On the Possibility to Control an Atom Motion in a FCC Iron Nanocluster

The energy of the isolated iron nanocluster was calculated by molecular mechanics method using the Lennard-Jones potential depending on the position of impurity carbon atom and substitutional atoms of nickel. The cluster included a carbon atom, that drifted from an inside octahedral interstice to a direction ⟨022⟩ to the surface directly or to a tetrahedral interstice in ⟨1̅11⟩ direction and after that in ⟨222⟩ direction to the surface.
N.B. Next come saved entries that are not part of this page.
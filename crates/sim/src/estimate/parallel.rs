// Copyright (C) 2025 Vince Vasta
// SPDX-License-Identifier: Apache-2.0

//! Parallel trial execution.
use anyhow::Result;
use log::debug;
use rand::prelude::*;
use std::{thread, time::Instant};

use super::{build_pool, resolve_immediate, run_trial, Estimator, Probabilities};
use crate::rules::Hand;
use puntobanco_cards::Card;

impl Estimator {
    /// Estimates the outcome probabilities running trials on parallel tasks.
    ///
    /// The trials are split across `num_tasks` scoped threads, each task runs
    /// its share with its own random generator and local counters, the
    /// per task counters are merged after the join. Resolution policy and
    /// result shape match [estimate](Estimator::estimate).
    ///
    /// Panics if `num_tasks` is zero.
    pub fn par_estimate(
        &self,
        num_tasks: usize,
        player: &Hand,
        banker: &Hand,
        removed: &[Card],
    ) -> Result<Probabilities> {
        assert!(num_tasks > 0);

        let pool = build_pool(player, banker, removed)?;

        if let Some(outcome) = resolve_immediate(player, banker) {
            debug!("hand resolved without drawing: {outcome} wins");
            return Ok(Probabilities::certain(outcome));
        }

        let now = Instant::now();
        let mut counts = [0u64; 3];

        thread::scope(|s| -> Result<()> {
            let mut handles = Vec::with_capacity(num_tasks);

            for task_id in 0..num_tasks {
                // Spread the remainder over the first tasks so the total
                // matches the configured trials count.
                let task_trials =
                    self.trials() / num_tasks + usize::from(task_id < self.trials() % num_tasks);

                let pool = &pool;
                handles.push(s.spawn(move || -> Result<[u64; 3]> {
                    let mut rng = SmallRng::from_os_rng();
                    let mut counts = [0u64; 3];

                    for _ in 0..task_trials {
                        let outcome = run_trial(player, banker, pool, &mut rng)?;
                        counts[outcome as usize] += 1;
                    }

                    Ok(counts)
                }));
            }

            for handle in handles {
                let task_counts = handle.join().expect("trials task panicked")?;
                for (count, task_count) in counts.iter_mut().zip(task_counts) {
                    *count += task_count;
                }
            }

            Ok(())
        })?;

        debug!(
            "{} trials over {num_tasks} tasks completed in {:.3}s",
            self.trials(),
            now.elapsed().as_secs_f64()
        );

        Ok(Probabilities::from_counts(&counts))
    }
}
use thiserror::Error;

/// Every way a submission can end without results.
///
/// All variants are terminal; nothing is retried automatically.
#[derive(Debug, Clone, PartialEq, Eq, Error)]
pub enum AgentError {
    /// Submission attempted with blank code. Never reaches the network.
    #[error("Please enter some code to analyze.")]
    Validation,

    /// The client deadline elapsed before a response arrived.
    #[error("Request timed out. The backend may be starting up.")]
    Timeout,

    /// Transport failed before any response was received.
    #[error("Network error. Please check your connection.")]
    Network(String),

    /// A response arrived with a non-success status code.
    #[error("API request failed with status {status}")]
    RequestFailed { status: u16 },

    /// Anything else, surfaced with its message as-is.
    #[error("{0}")]
    Unexpected(String),
}

impl AgentError {
    /// Timeouts and unreachable backends usually mean a cold start.
    pub fn raises_degraded_notice(&self) -> bool {
        matches!(self, AgentError::Timeout | AgentError::Network(_))
    }

    pub fn is_connectivity(&self) -> bool {
        self.raises_degraded_notice()
    }

    /// Transport detail kept for logs; not part of the user-facing message.
    pub fn detail(&self) -> Option<&str> {
        match self {
            AgentError::Network(detail) => Some(detail),
            _ => None,
        }
    }
}

impl From<reqwest::Error> for AgentError {
    fn from(err: reqwest::Error) -> Self {
        if err.is_timeout() {
            AgentError::Timeout
        } else if err.is_connect() || err.is_request() {
            AgentError::Network(err.to_string())
        } else if let Some(status) = err.status() {
            AgentError::RequestFailed { status: status.as_u16() }
        } else {
            AgentError::Unexpected(err.to_string())
        }
    }
}
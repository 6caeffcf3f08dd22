use serde::{Deserialize, Serialize};
use std::fs;
use std::path::{Path, PathBuf};
use anyhow::{Result, anyhow};

use crate::task::Task;

/// Backend used when nothing else is configured.
pub const DEFAULT_API_URL: &str = "http://localhost:8000";

/// Environment variable overriding the configured backend URL.
pub const API_URL_ENV: &str = "DEVFLOW_API_URL";

#[derive(Serialize, Deserialize, Debug, Clone, Default)]
pub struct Config {
    pub api_url: Option<String>,
    pub default_task: Option<String>,
}

impl Config {
    pub fn new() -> Self {
        Self::default()
    }

    /// Read the user config file. A missing file yields defaults.
    pub fn load() -> Result<Self> {
        let config_path = Self::get_config_path()?;
        Self::load_from(&config_path)
    }

    pub fn load_from(path: &Path) -> Result<Self> {
        if !path.exists() {
            return Ok(Self::new());
        }

        let config_content = fs::read_to_string(path)?;
        let config: Config = serde_json::from_str(&config_content)
            .map_err(|e| anyhow!("Invalid config at {}: {}", path.display(), e))?;
        Ok(config)
    }

    /// Backend base URL: environment first, then file, then the local default.
    pub fn api_url(&self) -> String {
        self.api_url_with_override(None)
    }

    /// Like [`Config::api_url`], with a command-line value taking precedence.
    pub fn api_url_with_override(&self, cli_value: Option<&str>) -> String {
        let env_value = std::env::var(API_URL_ENV).ok();
        self.resolve_api_url(cli_value, env_value.as_deref())
    }

    // Blank values at any level count as unset.
    fn resolve_api_url(&self, cli_value: Option<&str>, env_value: Option<&str>) -> String {
        [cli_value, env_value, self.api_url.as_deref()]
            .into_iter()
            .flatten()
            .map(normalize_base_url)
            .find(|url| !url.is_empty())
            .unwrap_or_else(|| DEFAULT_API_URL.to_string())
    }

    pub fn default_task(&self) -> Task {
        self.default_task
            .as_deref()
            .and_then(Task::from_str)
            .unwrap_or_default()
    }

    pub fn get_config_path() -> Result<PathBuf> {
        let config_dir = dirs::config_dir()
            .ok_or_else(|| anyhow!("Could not determine config directory"))?;

        Ok(config_dir.join("devflow").join("config.json"))
    }
}

pub fn normalize_base_url(url: &str) -> String {
    url.trim().trim_end_matches('/').to_string()
}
In addition one of 14 iron atoms was replaced by a nickel atom (or pair atoms), the position of which was changing during simulation. It is shown that there were positions of a nickel atom that significantly affected nanoclusters energy. The calculation results indicated that position of a carbon atom in the octahedral interstice was more energetically favorable than tetrahedral interstice in the case of fcc nanocluster. On the other side, the potential barrier was smaller in the direction ⟨1̅11⟩ than in the direction ⟨022⟩. This indicates that there are two ways for carbon atom to drift to the surface of the nanocluster. The positions of nickel atoms were identified, which significantly affected the height of potential barriers of a tetrahedral and an octahedral interstice and determined the possible direction of carbon atoms drift. This allows manipulating atoms at the surface of nanocluster.